Back in the car, we headed down towards Flint Winery, the winery we’d spotted in the shop this morning. It involved mostly freeway driving but plenty of tiny wiggly roads as we got closer to the winery.
It was a pleasant surprise as we turned up the road to spot a sign pointing to Ampersand brewery, a brewery we’ve heard of and tried some beers. When we pulled up at the address, we found that both Flint and Ampersand were part of the same complex! We visited Flint first as they were closing at 4 (and it was about 3:30) and were pleasantly surprised again to find they were offering tastings - everywhere else has been putting aside those sorts of services for the moment. They had a small tasting menu of a Bacchus, Silex Blanc, Pinot Noir Précoce and a sparkling Charmat Rosé and we ended up coming away with a bottle of the Silex and the Pinot Noir because they were lovely! The Bacchus I’d never heard of before and the woman compared it to a cross between a sav blanc and a Riesling, which I thought was fairly on point, while the Silex was more like a chardonnay.

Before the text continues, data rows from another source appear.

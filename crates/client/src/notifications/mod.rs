//! Order notifications
//!
//! Turns inbound order events into short-lived [`Notification`] records:
//! - One notification kind per order event
//! - Bounded retention (most recent five)
//! - Targeted removal when an order is withdrawn
//! - Role-specific alert tones

use pharmadesk_shared::OrderId;
use serde::Serialize;
use time::OffsetDateTime;

use crate::realtime::Party;

mod alert;
mod dispatcher;
mod store;

pub use alert::{AlertSink, AlertTone, LogAlertSink};
pub use dispatcher::{DispatchOutcome, DispatcherHandle, EventDispatcher, NotificationCommand};
pub use store::{NotificationStore, NOTIFICATION_CAPACITY};

/// Client-generated, strictly increasing notification id
#[derive(Debug, Clone, Copy, PartialEq, Eq, Hash, PartialOrd, Ord, Serialize)]
#[serde(transparent)]
pub struct NotificationId(pub u64);

impl std::fmt::Display for NotificationId {
    fn fmt(&self, f: &mut std::fmt::Formatter<'_>) -> std::fmt::Result {
        write!(f, "{}", self.0)
    }
}

/// Notification classification, one per order event
#[derive(Debug, Clone, Copy, PartialEq, Eq, Hash, Serialize)]
#[serde(rename_all = "camelCase")]
pub enum NotificationKind {
    OrderAccepted,
    OrderRejected,
    OrderAcceptedByPharmacist,
    OrderReadyForDelivery,
    OrderStatusUpdated,
    OrderClaimed,
    OrderNoLongerAvailable,
    NewOrder,
    OrderAssigned,
    OrderStatusChanged,
    OrderCancelled,
    OrderDelivered,
}

impl NotificationKind {
    pub fn as_str(&self) -> &'static str {
        match self {
            Self::OrderAccepted => "orderAccepted",
            Self::OrderRejected => "orderRejected",
            Self::OrderAcceptedByPharmacist => "orderAcceptedByPharmacist",
            Self::OrderReadyForDelivery => "orderReadyForDelivery",
            Self::OrderStatusUpdated => "orderStatusUpdated",
            Self::OrderClaimed => "orderClaimed",
            Self::OrderNoLongerAvailable => "orderNoLongerAvailable",
            Self::NewOrder => "newOrder",
            Self::OrderAssigned => "orderAssigned",
            Self::OrderStatusChanged => "orderStatusChanged",
            Self::OrderCancelled => "orderCancelled",
            Self::OrderDelivered => "orderDelivered",
        }
    }

    /// Fixed display title
    pub fn title(&self) -> &'static str {
        match self {
            Self::OrderAccepted => "Order Accepted",
            Self::OrderRejected => "Order Rejected",
            Self::OrderAcceptedByPharmacist => "Accepted by Pharmacist",
            Self::OrderReadyForDelivery => "Ready for Delivery",
            Self::OrderStatusUpdated => "Order Status Updated",
            Self::OrderClaimed => "Order Claimed",
            Self::OrderNoLongerAvailable => "Order No Longer Available",
            Self::NewOrder => "New Order",
            Self::OrderAssigned => "Order Assigned",
            Self::OrderStatusChanged => "Order Status Changed",
            Self::OrderCancelled => "Order Cancelled",
            Self::OrderDelivered => "Order Delivered",
        }
    }
}

impl std::fmt::Display for NotificationKind {
    fn fmt(&self, f: &mut std::fmt::Formatter<'_>) -> std::fmt::Result {
        f.write_str(self.as_str())
    }
}

/// Kind-specific fields, all optional
#[derive(Debug, Clone, Default, PartialEq, Serialize)]
#[serde(rename_all = "camelCase")]
pub struct NotificationDetails {
    #[serde(skip_serializing_if = "Option::is_none")]
    pub pharmacist: Option<Party>,
    #[serde(skip_serializing_if = "Option::is_none")]
    pub delivery_boy: Option<Party>,
    #[serde(skip_serializing_if = "Option::is_none")]
    pub customer_info: Option<Party>,
    #[serde(skip_serializing_if = "Option::is_none")]
    pub amount: Option<f64>,
    #[serde(skip_serializing_if = "Option::is_none")]
    pub status: Option<String>,
    #[serde(skip_serializing_if = "Option::is_none")]
    pub priority: Option<String>,
    #[serde(skip_serializing_if = "Option::is_none")]
    pub reason: Option<String>,
}

/// Immutable record derived from one server event
#[derive(Debug, Clone, PartialEq, Serialize)]
#[serde(rename_all = "camelCase")]
pub struct Notification {
    pub id: NotificationId,
    pub kind: NotificationKind,
    pub title: String,
    pub message: String,
    #[serde(skip_serializing_if = "Option::is_none")]
    pub order_id: Option<OrderId>,
    #[serde(skip_serializing_if = "Option::is_none")]
    pub order_number: Option<String>,
    #[serde(flatten)]
    pub details: NotificationDetails,
    #[serde(with = "time::serde::rfc3339")]
    pub created_at: OffsetDateTime,
}

impl Notification {
    /// Broad match on order id or order number
    pub fn matches_order_key(&self, key: &str) -> bool {
        self.order_id.as_ref().is_some_and(|id| id.as_str() == key)
            || self.order_number.as_deref() == Some(key)
    }

    /// Same content as `other`, ignoring id and creation time
    pub fn is_equivalent(&self, other: &Notification) -> bool {
        self.kind == other.kind
            && self.order_id == other.order_id
            && self.order_number == other.order_number
            && self.message == other.message
            && self.details.status == other.details.status
    }
}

We had a great chat to the woman who’s married to the winemaker - he left his career in IT to study winemaking and they subsequently lived in Beaujolais in France for 5 years before coming back to England to start their own winery. It was a great story and they were a great little winery!
Next we popped by Ampersand for a couple of beers. It turned out that the brewery and the winery are both on the land of a farmer who has financial stares in both of them - he’s the business partner of the winery, and his son started the brewery. We had a chat to the guy working in the brewery, which was a much smaller space, and he mentioned a cute pub nearby that’s functioning as their taphouse at the moment.
Then we were back on the road and headed towards Grain Brewery, our original planned destination. They had a very strict drive-through policy in place so we just had a brief chat to the girl on the desk before picking up our order and heading off again. It was on the way back to stop at The Cap in Harleston, Ampersand’s taphouse, so we stopped over to check it out. The town was absolutely gorgeous, with the little bunting flags that denote a real market town, and quirky little shops up the high street. We found The Cap easily and popped inside for a chat to the owner as well as a drink. I had a really nice raspberry lemonade and Peter tried a milk stout that they’d run out of at the brewery. They really did have more there than at the brewery, as the guy there had said! We managed to walk away with a free Ampersand glass as well, which Peter was super excited by.
From the pub it was back on the road to Wymondham. Once we got back we had a bit of time to sit and rest before heading up the road to a restaurant where we’d made our dinner reservation. Number Twenty Four was a converted house that they were clearly trying to convey as a fine dining restaurant. This was slightly undermined when the waiter was in his early 20s and couldn’t recommend a wine from the list, but the food was beautiful. They had set up a two or three course menu, so I had a crab and salmon salad for started and Peter had a smoked duck breast, both of which were fantastic.
For main I had a guinea fowl dish, and Peter had an enormous slab of beef. They were both great and after initial hesitations based on the waiters we were really impressed. We were supposed to be doing the usual Thursday Zoom movie night with Peter’s cousins Rachel and Stu but they’d had stuff on so afterwards we just watched some more of the Great.